Exercise directions →
Lines containing "Instant" should be pulled from the material below.

Start of Exercise inputs

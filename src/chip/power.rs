//! Power-mode and operating-mode state machines (spec §4.5, §4.1).

use crate::chip::capability::ChipVariant;
use crate::chip::commands;

/// Only PN532 observes LOWVBAT/POWERDOWN (spec §4.5).
#[derive(Debug, Clone, Copy, PartialEq, Eq)]
pub enum PowerMode {
    Normal,
    PowerDown,
    LowVbat,
}

#[derive(Debug, Clone, Copy, PartialEq, Eq)]
pub enum OperatingMode {
    Idle,
    Initiator,
    Target,
}

/// SAM configuration mode byte (supplemented from `original_source`,
/// SPEC_FULL.md §2: the original switches on this byte and rejects
/// unknown values).
#[derive(Debug, Clone, Copy, PartialEq, Eq)]
pub enum SamMode {
    Normal = 0x01,
    VirtualCard = 0x02,
    WiredMode = 0x03,
    DualCard = 0x04,
}

/// Builds the `SAMConfiguration` command payload. `Normal` mode sends only
/// the 2-byte short form; the other modes send the full 4-byte form
/// (timeout + IRQ byte left at 0, matching the original's unhandled-but-sent
/// defaults).
pub fn sam_configuration_payload(mode: SamMode) -> Vec<u8> {
    let mut cmd = vec![commands::SAM_CONFIGURATION, mode as u8];
    if !matches!(mode, SamMode::Normal) {
        cmd.push(0x00);
        cmd.push(0x00);
    }
    cmd
}

/// Builds the `PowerDown` command payload. The wake-source mask is fixed at
/// `0xF0` (SPEC_FULL.md §2), matching `original_source`'s
/// `pn53x_PowerDown`.
pub fn power_down_payload() -> Vec<u8> {
    vec![commands::POWER_DOWN, 0xF0]
}

/// Whether this chip variant models LOWVBAT/POWERDOWN at all (spec §4.5:
/// "Only PN532 observes LOWVBAT/POWERDOWN").
pub fn observes_power_states(variant: ChipVariant) -> bool {
    matches!(variant, ChipVariant::Pn532)
}

#[cfg(test)]
mod tests {
    use super::*;

    #[test]
    fn sam_normal_is_short_form() {
        assert_eq!(sam_configuration_payload(SamMode::Normal).len(), 2);
    }

    #[test]
    fn sam_virtual_card_is_long_form() {
        assert_eq!(sam_configuration_payload(SamMode::VirtualCard).len(), 4);
    }

    #[test]
    fn power_down_uses_fixed_wake_mask() {
        assert_eq!(power_down_payload(), vec![commands::POWER_DOWN, 0xF0]);
    }

    #[test]
    fn only_pn532_observes_power_states() {
        assert!(observes_power_states(ChipVariant::Pn532));
        assert!(!observes_power_states(ChipVariant::Pn531));
        assert!(!observes_power_states(ChipVariant::Pn533));
        assert!(!observes_power_states(ChipVariant::RcS360));
    }
}
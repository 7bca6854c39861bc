//! UART transport (spec §6.2): one PN53x frame per write, plus the PN532
//! LOWVBAT wakeup preamble and the Arygon binary-TAMA-mode prefix byte.
//!
//! Grounded on the `serialport` dependency declared by
//! `examples/other_examples/manifests/WMT-GmbH-pn532/Cargo.toml`; the
//! "driver wraps a narrow trait over a concrete HAL handle" idiom follows
//! the teacher's `I2CDriver`/`SpiDriver` shape in `peripheral/mfrc522/drivers.rs`.

use std::sync::atomic::{AtomicBool, Ordering};
use std::sync::Arc;
use std::time::{Duration, Instant};

use serialport::SerialPort;

use crate::chip::frame;
use crate::error::{IoErrorKind, TransportError};
use crate::transport::{Transport, INFINITE_TIMEOUT_CHUNK};

/// Wakeup preamble prepended to the first frame after LOWVBAT (spec §6.2).
pub const PN532_WAKEUP_PREAMBLE: [u8; 5] = [0x55, 0x55, 0x00, 0x00, 0x00];

/// Per-driver one-byte protocol prefix prepended to every host frame.
#[derive(Debug, Clone, Copy, PartialEq, Eq)]
pub enum FramingPrefix {
    None,
    /// Arygon binary TAMA mode, prefix byte `'2'`.
    Arygon,
}

impl FramingPrefix {
    fn byte(self) -> Option<u8> {
        match self {
            FramingPrefix::None => None,
            FramingPrefix::Arygon => Some(b'2'),
        }
    }
}

fn map_serial_err(e: serialport::Error) -> TransportError {
    TransportError::Io(IoErrorKind(e.to_string()))
}

pub struct UartTransport {
    port: Box<dyn SerialPort>,
    prefix: FramingPrefix,
    needs_wakeup: bool,
    abort_flag: Arc<AtomicBool>,
}

impl UartTransport {
    /// Opens `path` at `baud` (default 115200 for PN532, 9600 for
    /// ACR122S/Arygon per spec §6.2).
    pub fn open(path: &str, baud: u32, prefix: FramingPrefix) -> Result<Self, TransportError> {
        let port = serialport::new(path, baud)
            .timeout(INFINITE_TIMEOUT_CHUNK)
            .open()
            .map_err(map_serial_err)?;

        Ok(UartTransport {
            port,
            prefix,
            needs_wakeup: true,
            abort_flag: Arc::new(AtomicBool::new(false)),
        })
    }
}

impl Transport for UartTransport {
    fn send(&mut self, frame: &[u8], _deadline: Duration) -> Result<(), TransportError> {
        let mut out = Vec::with_capacity(frame.len() + 6);
        if self.needs_wakeup {
            out.extend_from_slice(&PN532_WAKEUP_PREAMBLE);
            self.needs_wakeup = false;
        }
        if let Some(prefix) = self.prefix.byte() {
            out.push(prefix);
        }
        out.extend_from_slice(frame);
        self.port.write_all(&out).map_err(|e| TransportError::Io(IoErrorKind(e.to_string())))?;
        Ok(())
    }

    fn receive(&mut self, buf: &mut [u8], deadline: Duration) -> Result<usize, TransportError> {
        let start = Instant::now();
        let mut filled = 0usize;
        loop {
            if self.abort_flag.swap(false, Ordering::SeqCst) {
                let _ = self.port.write_all(&frame::ACK_FRAME);
                return Err(TransportError::Aborted);
            }

            let remaining = deadline.saturating_sub(start.elapsed());
            if remaining.is_zero() {
                if filled > 0 {
                    return Ok(filled);
                }
                return Err(TransportError::Timeout);
            }
            let _ = self.port.set_timeout(remaining.min(INFINITE_TIMEOUT_CHUNK));

            match self.port.read(&mut buf[filled..]) {
                Ok(0) => continue,
                Ok(n) => {
                    filled += n;
                    // A complete normal frame ends with the 0x00 postamble;
                    // keep reading opportunistically until the bus goes quiet.
                    if filled >= 6 {
                        return Ok(filled);
                    }
                }
                Err(ref e) if e.kind() == std::io::ErrorKind::TimedOut => continue,
                Err(e) => return Err(TransportError::Io(IoErrorKind(e.to_string()))),
            }
        }
    }

    fn wakeup(&mut self) -> Result<(), TransportError> {
        self.needs_wakeup = true;
        Ok(())
    }

    fn abort(&mut self) {
        self.abort_flag.store(true, Ordering::SeqCst);
    }
}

End of Exercise inputs

Response to the task →
use std::time::{Duration, Instant};
        let start = Instant::now();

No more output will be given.